= WHAT TO DO =
Determine the number of lines in these entries that hold the word "models". Give the number and nothing more.

= TASK MATERIAL =
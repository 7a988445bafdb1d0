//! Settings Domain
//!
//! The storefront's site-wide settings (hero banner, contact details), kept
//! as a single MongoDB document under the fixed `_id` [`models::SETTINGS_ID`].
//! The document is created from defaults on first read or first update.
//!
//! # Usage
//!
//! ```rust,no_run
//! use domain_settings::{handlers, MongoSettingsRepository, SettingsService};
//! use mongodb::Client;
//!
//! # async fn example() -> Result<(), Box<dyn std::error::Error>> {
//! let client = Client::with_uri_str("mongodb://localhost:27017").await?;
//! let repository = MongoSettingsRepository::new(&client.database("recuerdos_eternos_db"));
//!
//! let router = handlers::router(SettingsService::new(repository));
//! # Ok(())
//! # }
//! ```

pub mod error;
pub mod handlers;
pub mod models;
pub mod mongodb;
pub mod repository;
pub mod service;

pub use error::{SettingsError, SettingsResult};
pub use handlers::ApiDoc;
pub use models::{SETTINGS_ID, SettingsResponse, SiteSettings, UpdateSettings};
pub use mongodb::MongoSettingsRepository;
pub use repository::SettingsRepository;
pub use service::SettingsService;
* * *
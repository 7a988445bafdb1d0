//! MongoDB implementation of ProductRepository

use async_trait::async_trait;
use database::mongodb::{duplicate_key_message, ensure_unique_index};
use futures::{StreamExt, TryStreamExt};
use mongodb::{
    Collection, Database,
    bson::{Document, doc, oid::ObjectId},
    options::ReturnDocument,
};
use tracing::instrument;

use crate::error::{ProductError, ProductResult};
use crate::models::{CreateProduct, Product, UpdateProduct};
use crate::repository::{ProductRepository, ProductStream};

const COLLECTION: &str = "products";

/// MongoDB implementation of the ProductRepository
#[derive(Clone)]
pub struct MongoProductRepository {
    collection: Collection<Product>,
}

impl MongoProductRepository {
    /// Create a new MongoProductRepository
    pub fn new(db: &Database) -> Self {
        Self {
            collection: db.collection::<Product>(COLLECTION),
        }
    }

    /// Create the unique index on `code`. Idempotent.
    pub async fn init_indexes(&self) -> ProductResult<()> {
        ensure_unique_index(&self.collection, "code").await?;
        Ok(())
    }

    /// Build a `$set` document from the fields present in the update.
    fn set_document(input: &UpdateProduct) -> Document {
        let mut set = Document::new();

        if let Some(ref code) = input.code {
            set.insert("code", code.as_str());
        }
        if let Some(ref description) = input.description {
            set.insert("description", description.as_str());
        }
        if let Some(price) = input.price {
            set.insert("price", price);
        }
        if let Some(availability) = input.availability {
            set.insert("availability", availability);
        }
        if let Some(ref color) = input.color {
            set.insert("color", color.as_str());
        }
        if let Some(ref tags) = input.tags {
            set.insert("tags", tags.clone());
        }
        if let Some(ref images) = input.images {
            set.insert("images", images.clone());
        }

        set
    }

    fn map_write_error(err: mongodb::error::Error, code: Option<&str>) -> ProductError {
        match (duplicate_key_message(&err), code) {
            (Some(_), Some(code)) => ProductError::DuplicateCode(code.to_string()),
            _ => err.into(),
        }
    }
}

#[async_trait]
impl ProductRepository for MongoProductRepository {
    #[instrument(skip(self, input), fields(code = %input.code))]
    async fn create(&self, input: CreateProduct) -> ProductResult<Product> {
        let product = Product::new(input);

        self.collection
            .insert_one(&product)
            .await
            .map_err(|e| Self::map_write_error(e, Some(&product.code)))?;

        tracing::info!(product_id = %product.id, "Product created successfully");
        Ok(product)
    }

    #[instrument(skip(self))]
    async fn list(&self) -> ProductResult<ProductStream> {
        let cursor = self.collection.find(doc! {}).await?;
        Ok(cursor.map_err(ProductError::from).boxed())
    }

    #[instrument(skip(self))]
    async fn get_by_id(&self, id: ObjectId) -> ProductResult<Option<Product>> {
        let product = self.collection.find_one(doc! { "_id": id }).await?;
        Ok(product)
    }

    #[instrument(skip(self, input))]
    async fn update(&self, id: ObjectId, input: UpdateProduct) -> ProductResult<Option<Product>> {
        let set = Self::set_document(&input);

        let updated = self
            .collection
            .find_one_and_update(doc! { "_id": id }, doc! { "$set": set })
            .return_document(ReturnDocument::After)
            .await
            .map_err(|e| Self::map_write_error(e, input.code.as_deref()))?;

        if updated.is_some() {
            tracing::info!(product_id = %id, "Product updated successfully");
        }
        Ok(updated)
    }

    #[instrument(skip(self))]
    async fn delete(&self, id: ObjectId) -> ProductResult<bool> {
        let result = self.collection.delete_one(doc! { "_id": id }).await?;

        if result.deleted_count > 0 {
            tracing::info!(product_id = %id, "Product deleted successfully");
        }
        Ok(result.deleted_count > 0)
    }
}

= RESULT OF THIS TASK =
4